#### [Records]
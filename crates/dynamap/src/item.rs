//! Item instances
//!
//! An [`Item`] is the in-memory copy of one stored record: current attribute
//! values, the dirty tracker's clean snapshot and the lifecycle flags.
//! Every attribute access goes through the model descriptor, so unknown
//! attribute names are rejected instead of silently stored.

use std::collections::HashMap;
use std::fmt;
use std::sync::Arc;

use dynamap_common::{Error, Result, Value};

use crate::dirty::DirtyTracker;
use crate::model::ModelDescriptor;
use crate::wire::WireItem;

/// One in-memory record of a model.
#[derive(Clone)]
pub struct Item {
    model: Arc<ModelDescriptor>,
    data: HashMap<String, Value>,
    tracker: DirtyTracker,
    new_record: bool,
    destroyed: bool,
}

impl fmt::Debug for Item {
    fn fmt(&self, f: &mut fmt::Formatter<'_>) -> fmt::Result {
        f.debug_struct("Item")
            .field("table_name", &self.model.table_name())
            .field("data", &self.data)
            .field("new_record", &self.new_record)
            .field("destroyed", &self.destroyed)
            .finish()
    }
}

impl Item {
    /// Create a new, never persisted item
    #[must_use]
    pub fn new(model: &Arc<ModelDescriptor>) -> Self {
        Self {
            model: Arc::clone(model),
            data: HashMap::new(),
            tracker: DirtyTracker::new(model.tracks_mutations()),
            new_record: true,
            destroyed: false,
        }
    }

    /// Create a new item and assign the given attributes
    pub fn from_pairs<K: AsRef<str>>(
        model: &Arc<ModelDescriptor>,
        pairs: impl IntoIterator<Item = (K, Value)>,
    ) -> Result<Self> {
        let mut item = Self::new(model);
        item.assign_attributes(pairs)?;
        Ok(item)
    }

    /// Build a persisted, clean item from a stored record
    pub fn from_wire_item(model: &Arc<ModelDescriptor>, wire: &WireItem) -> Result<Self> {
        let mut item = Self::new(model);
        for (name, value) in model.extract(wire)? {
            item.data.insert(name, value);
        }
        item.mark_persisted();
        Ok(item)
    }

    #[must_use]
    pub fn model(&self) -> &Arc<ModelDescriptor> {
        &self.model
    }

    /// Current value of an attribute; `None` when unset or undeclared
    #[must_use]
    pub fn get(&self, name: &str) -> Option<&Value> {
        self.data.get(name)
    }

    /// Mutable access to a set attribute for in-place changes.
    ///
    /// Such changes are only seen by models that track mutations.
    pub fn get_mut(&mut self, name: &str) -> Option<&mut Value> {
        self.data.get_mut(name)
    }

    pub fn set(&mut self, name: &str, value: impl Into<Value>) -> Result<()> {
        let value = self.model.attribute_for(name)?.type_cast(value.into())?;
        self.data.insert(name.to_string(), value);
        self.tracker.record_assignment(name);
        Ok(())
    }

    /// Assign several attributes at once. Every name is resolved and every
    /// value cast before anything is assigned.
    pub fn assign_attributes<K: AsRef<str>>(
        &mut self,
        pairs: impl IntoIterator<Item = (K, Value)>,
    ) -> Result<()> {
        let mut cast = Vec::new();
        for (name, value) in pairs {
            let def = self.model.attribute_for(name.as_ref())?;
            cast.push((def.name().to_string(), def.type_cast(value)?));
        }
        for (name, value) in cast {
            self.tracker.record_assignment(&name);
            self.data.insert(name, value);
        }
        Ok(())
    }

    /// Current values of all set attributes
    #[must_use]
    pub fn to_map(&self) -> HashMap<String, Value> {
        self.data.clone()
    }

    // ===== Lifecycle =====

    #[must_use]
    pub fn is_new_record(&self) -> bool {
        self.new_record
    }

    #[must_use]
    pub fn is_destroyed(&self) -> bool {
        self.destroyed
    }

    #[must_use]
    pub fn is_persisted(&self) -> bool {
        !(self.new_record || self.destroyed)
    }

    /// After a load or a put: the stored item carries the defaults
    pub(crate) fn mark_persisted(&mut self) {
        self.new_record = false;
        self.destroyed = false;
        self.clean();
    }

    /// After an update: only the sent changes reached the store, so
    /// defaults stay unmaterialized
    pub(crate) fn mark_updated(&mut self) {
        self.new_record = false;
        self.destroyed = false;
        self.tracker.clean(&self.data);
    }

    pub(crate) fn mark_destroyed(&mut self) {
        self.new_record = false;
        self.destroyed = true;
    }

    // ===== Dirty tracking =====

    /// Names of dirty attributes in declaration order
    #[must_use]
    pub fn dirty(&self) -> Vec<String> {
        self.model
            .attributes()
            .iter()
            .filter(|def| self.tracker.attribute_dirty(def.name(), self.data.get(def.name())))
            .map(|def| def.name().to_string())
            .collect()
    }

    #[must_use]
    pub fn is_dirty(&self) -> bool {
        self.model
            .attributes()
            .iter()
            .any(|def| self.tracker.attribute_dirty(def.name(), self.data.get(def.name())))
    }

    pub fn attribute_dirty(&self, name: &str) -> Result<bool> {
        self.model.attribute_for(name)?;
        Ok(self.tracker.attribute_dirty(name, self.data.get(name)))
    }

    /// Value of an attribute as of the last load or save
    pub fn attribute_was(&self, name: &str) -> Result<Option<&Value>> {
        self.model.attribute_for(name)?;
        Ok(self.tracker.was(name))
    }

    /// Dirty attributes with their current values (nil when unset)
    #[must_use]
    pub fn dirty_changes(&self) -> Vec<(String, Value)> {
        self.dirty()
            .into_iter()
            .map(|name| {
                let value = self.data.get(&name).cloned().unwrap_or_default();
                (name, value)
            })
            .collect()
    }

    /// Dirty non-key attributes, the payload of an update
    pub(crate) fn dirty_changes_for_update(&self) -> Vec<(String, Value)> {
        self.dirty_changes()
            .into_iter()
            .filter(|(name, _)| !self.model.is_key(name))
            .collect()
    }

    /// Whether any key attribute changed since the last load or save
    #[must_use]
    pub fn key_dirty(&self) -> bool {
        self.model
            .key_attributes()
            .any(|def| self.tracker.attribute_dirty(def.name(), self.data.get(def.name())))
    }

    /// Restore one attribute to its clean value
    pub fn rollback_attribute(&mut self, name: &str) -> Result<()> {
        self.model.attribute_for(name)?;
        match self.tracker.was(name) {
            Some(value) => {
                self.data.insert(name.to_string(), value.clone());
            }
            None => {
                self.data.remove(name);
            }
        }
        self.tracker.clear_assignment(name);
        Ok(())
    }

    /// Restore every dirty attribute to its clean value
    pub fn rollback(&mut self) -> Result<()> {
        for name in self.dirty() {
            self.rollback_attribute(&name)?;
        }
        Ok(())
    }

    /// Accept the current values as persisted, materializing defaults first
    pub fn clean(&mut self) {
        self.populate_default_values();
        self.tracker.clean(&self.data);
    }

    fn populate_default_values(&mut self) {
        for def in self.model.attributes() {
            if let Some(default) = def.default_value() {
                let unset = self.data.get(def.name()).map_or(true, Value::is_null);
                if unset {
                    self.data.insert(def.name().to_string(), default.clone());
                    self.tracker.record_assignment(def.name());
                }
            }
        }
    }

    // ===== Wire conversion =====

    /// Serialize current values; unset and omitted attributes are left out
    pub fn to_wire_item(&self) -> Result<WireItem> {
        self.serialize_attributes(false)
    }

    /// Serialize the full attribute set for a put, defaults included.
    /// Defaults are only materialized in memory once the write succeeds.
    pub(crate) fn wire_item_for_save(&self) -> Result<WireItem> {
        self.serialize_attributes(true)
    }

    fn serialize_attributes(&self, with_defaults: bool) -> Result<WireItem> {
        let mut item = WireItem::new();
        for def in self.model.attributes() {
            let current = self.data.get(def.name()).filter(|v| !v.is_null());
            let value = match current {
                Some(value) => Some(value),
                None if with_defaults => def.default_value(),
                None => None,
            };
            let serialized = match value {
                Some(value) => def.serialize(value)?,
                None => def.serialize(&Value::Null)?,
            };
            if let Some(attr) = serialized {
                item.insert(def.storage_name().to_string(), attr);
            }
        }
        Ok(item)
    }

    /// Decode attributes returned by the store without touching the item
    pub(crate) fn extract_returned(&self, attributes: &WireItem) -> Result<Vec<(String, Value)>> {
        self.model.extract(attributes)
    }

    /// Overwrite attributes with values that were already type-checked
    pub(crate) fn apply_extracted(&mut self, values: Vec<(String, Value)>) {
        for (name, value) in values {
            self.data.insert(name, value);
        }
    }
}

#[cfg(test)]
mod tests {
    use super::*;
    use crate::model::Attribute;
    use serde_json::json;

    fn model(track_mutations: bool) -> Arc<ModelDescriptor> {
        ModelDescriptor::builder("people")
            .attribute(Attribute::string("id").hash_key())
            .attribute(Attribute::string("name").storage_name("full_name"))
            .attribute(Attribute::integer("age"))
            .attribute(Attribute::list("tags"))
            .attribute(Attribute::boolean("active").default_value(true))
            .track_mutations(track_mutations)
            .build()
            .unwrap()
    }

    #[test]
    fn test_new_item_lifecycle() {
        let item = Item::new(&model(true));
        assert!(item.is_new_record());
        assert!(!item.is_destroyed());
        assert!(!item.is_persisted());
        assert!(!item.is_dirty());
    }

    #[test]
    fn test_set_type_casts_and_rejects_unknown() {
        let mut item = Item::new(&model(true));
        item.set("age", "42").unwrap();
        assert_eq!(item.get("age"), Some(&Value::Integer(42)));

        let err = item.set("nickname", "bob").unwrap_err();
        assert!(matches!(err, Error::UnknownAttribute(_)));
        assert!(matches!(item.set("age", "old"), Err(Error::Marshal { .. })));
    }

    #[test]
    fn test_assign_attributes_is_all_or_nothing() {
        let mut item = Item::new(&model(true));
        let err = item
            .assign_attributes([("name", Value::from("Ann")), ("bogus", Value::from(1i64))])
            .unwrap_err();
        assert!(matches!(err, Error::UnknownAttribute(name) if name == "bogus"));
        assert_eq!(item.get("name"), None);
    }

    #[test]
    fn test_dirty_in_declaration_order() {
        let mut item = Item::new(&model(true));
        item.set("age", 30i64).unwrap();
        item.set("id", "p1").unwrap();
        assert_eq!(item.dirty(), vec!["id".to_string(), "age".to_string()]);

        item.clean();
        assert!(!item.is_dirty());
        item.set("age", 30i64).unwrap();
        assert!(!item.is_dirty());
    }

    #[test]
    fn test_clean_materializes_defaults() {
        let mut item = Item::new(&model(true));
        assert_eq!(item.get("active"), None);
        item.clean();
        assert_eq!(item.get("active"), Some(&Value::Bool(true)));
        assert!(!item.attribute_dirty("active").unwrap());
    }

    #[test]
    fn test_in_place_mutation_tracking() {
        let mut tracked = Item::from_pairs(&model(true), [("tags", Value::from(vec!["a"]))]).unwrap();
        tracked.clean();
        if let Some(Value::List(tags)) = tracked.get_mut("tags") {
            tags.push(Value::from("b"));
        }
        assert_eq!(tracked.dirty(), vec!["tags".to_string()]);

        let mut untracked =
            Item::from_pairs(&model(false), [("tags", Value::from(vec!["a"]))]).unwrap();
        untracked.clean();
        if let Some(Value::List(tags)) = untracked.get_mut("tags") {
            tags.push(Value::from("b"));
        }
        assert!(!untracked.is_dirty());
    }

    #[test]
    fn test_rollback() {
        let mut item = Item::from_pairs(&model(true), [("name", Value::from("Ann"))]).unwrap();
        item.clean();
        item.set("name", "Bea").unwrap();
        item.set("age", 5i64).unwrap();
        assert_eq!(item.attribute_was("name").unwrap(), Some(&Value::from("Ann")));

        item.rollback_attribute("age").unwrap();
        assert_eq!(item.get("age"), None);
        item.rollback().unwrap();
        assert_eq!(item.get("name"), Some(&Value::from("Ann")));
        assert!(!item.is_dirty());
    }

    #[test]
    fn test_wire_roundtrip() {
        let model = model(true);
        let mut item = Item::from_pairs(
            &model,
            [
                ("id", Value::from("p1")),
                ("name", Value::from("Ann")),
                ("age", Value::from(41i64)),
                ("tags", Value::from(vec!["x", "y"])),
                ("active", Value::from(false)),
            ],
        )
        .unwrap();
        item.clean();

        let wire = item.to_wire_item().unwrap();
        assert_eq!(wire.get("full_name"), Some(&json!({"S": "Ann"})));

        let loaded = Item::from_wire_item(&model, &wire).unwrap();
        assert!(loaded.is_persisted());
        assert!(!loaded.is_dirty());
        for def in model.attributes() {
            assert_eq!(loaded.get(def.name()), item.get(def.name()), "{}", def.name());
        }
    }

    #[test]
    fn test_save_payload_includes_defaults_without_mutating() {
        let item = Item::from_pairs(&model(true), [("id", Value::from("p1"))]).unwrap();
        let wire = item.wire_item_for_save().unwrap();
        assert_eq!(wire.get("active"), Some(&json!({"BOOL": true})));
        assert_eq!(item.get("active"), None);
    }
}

#### [What is being asked]
Look through the material above and print exactly the lines from the one containing "the write succeeds." to the one containing "touching the item", both included, and nothing more.

#### [Exercise answer]
    /// Defaults are only materialized in memory once the write succeeds.
    pub(crate) fn wire_item_for_save(&self) -> Result<WireItem> {
        self.serialize_attributes(true)
    }

    fn serialize_attributes(&self, with_defaults: bool) -> Result<WireItem> {
        let mut item = WireItem::new();
        for def in self.model.attributes() {
            let current = self.data.get(def.name()).filter(|v| !v.is_null());
            let value = match current {
                Some(value) => Some(value),
                None if with_defaults => def.default_value(),
                None => None,
            };
            let serialized = match value {
                Some(value) => def.serialize(value)?,
                None => def.serialize(&Value::Null)?,
            };
            if let Some(attr) = serialized {
                item.insert(def.storage_name().to_string(), attr);
            }
        }
        Ok(item)
    }

    /// Decode attributes returned by the store without touching the item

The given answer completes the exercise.